> [DATA RECORDS]:
■ ■ ■ ■ ■

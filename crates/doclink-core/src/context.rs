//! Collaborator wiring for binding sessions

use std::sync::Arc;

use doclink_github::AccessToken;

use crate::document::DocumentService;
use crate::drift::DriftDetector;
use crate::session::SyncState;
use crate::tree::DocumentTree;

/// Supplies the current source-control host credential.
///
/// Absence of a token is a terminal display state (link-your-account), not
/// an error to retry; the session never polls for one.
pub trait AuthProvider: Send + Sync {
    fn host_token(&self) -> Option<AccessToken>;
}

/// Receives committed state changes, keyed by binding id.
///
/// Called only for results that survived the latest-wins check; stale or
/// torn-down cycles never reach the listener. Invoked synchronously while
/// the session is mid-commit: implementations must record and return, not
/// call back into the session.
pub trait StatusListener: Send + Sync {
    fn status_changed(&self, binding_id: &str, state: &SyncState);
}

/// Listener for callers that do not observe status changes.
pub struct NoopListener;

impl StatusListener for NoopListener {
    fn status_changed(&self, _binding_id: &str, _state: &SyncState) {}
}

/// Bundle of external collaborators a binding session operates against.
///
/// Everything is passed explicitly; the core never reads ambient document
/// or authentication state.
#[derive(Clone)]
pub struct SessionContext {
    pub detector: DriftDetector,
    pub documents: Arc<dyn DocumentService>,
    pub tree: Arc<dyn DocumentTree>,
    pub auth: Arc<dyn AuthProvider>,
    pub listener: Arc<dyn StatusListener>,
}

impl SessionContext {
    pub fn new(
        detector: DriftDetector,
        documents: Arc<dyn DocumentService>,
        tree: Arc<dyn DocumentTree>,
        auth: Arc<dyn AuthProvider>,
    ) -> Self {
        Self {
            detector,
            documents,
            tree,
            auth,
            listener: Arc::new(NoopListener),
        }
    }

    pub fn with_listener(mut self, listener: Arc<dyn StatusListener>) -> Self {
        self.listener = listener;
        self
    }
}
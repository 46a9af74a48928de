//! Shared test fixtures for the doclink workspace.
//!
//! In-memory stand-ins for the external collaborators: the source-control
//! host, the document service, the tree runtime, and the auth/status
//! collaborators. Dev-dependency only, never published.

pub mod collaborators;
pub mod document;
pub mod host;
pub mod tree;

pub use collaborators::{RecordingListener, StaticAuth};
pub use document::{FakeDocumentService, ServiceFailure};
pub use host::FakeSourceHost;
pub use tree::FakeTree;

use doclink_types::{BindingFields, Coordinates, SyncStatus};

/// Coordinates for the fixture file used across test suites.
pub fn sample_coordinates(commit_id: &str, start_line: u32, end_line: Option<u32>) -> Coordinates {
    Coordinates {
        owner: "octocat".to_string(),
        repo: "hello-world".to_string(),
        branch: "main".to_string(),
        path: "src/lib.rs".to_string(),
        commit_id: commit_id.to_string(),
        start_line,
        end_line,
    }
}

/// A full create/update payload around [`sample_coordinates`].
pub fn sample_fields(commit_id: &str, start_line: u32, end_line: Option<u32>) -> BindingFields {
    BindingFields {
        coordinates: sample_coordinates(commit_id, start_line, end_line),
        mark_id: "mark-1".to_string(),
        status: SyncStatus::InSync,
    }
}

■ ■ ■ ■ ■

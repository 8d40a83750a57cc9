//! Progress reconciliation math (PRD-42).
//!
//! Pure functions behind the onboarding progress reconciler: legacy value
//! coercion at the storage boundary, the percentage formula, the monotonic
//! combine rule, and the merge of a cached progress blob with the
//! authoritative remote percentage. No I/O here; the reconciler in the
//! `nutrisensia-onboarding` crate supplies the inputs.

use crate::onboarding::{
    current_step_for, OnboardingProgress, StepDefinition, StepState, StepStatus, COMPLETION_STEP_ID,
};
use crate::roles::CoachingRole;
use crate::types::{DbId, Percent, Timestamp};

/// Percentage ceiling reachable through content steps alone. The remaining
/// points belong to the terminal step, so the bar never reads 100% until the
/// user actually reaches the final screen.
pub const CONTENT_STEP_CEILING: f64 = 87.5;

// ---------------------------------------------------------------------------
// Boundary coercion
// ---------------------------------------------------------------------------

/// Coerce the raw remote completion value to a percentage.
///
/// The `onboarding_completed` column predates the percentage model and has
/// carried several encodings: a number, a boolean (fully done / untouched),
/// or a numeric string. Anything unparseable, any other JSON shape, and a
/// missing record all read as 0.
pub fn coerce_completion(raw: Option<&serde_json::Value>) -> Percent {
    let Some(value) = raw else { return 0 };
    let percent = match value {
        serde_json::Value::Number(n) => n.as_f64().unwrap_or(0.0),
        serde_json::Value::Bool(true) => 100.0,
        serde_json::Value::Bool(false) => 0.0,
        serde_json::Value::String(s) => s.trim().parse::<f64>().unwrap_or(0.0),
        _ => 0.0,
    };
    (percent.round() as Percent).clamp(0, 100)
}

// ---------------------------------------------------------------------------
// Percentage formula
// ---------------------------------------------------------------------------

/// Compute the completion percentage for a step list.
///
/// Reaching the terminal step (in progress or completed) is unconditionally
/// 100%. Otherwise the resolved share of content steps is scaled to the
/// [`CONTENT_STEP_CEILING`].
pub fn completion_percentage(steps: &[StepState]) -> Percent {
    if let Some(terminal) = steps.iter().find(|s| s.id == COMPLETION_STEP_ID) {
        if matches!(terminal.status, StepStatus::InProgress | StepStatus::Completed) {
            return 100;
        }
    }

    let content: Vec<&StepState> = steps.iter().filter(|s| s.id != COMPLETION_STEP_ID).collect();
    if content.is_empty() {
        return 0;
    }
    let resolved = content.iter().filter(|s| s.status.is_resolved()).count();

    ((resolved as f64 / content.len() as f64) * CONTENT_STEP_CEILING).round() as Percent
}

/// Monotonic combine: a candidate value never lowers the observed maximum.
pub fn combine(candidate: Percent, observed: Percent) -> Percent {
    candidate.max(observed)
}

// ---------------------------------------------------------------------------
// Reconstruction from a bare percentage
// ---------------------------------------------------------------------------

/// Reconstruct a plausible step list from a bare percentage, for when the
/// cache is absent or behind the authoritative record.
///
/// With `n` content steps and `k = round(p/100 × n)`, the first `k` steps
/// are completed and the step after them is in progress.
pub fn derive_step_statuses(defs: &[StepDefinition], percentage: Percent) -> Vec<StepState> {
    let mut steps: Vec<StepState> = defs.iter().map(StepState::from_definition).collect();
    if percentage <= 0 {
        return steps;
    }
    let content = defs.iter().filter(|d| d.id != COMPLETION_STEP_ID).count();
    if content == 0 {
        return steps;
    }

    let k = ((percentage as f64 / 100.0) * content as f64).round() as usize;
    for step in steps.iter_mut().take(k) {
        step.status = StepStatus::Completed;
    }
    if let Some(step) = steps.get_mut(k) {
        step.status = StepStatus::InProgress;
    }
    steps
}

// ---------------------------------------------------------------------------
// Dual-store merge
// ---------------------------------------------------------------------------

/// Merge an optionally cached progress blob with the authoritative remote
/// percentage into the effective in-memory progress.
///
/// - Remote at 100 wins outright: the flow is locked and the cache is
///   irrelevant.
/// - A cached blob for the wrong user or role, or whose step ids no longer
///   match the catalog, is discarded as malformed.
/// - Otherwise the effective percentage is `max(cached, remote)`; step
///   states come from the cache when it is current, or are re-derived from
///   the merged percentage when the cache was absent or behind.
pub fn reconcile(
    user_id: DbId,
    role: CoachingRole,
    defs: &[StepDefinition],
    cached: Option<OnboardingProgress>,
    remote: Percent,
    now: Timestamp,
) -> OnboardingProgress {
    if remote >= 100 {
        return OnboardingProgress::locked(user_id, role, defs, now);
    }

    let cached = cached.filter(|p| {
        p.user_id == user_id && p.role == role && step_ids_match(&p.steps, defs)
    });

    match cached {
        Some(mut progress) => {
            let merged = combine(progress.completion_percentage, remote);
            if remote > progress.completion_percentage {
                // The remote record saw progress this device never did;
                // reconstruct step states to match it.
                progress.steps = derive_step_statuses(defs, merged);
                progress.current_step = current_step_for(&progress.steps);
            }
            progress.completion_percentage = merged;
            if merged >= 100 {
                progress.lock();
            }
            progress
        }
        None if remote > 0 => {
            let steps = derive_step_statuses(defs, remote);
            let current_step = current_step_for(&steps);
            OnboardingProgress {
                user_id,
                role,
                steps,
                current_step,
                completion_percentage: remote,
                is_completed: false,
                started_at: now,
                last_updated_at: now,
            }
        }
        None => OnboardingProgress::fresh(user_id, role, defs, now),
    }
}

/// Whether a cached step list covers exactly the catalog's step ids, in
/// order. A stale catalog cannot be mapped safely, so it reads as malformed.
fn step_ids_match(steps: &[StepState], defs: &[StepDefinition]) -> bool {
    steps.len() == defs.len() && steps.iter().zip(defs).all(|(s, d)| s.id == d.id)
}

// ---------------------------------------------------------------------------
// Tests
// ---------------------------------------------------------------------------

■ ■ ■ ■ ■

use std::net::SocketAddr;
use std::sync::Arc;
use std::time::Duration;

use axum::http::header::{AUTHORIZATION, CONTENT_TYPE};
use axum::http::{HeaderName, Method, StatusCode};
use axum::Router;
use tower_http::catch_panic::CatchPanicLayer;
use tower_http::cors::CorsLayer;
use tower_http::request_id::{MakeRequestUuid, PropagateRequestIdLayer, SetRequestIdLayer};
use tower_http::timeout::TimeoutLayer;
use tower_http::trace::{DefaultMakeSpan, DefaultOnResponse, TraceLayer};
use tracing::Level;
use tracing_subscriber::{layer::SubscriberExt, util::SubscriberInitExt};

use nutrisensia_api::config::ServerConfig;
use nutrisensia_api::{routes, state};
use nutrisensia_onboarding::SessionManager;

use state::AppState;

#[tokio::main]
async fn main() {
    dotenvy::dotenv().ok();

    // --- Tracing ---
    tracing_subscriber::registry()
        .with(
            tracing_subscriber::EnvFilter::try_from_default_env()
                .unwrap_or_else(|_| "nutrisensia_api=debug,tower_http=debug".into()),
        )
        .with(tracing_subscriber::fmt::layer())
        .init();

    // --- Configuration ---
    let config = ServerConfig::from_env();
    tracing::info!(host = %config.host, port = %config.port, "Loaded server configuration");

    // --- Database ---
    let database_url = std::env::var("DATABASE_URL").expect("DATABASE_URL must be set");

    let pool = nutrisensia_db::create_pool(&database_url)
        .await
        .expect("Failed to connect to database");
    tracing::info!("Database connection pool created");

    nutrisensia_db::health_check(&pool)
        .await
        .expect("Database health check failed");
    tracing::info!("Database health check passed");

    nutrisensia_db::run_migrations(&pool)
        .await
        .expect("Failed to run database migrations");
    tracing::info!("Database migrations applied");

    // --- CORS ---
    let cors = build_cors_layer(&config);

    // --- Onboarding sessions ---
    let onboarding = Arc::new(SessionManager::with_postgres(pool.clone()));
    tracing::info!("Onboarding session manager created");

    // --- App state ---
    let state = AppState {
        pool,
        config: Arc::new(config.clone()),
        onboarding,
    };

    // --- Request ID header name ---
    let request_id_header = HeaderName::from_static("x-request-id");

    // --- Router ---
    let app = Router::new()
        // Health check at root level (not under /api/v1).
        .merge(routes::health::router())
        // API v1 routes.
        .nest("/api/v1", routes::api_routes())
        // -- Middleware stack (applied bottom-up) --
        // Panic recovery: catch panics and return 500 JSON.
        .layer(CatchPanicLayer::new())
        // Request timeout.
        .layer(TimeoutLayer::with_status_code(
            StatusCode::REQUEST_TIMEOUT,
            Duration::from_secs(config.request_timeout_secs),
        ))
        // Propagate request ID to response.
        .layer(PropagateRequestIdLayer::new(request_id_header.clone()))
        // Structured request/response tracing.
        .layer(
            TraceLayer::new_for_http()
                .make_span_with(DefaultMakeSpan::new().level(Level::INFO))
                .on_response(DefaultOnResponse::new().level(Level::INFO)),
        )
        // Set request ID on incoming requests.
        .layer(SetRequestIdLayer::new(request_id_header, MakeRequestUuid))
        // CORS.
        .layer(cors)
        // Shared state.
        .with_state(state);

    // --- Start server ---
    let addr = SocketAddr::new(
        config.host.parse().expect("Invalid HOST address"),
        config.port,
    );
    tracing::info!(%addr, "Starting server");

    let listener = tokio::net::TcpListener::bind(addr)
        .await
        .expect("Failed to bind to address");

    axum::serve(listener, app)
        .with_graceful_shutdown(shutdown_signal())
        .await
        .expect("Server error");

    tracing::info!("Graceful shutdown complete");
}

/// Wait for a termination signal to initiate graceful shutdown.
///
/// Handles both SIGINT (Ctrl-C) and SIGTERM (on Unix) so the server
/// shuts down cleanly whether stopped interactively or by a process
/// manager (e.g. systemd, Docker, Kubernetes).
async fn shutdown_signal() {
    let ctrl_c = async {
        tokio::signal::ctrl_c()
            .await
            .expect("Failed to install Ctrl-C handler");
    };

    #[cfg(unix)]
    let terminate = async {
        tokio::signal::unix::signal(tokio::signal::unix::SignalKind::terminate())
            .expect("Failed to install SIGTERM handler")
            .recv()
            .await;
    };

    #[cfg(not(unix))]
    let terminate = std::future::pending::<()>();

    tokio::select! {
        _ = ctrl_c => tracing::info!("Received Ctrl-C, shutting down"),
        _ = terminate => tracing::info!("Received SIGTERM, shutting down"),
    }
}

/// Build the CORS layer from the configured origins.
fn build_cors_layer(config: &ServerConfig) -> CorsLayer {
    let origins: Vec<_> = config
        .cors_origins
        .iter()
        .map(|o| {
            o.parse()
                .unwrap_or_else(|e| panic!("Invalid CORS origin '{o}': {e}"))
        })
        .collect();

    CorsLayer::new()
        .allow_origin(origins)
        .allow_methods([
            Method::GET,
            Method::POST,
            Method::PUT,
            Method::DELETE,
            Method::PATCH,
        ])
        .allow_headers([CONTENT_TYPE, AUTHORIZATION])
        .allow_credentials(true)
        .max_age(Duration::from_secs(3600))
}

■ ■ ■ ■ ■

> [WHAT TO PRODUCE]:
Search the material for "tokio" and copy each matching line.

> [EXERCISE OUTPUT]:
#[tokio::main]
    let listener = tokio::net::TcpListener::bind(addr)
        tokio::signal::ctrl_c()
        tokio::signal::unix::signal(tokio::signal::unix::SignalKind::terminate())
    tokio::select! {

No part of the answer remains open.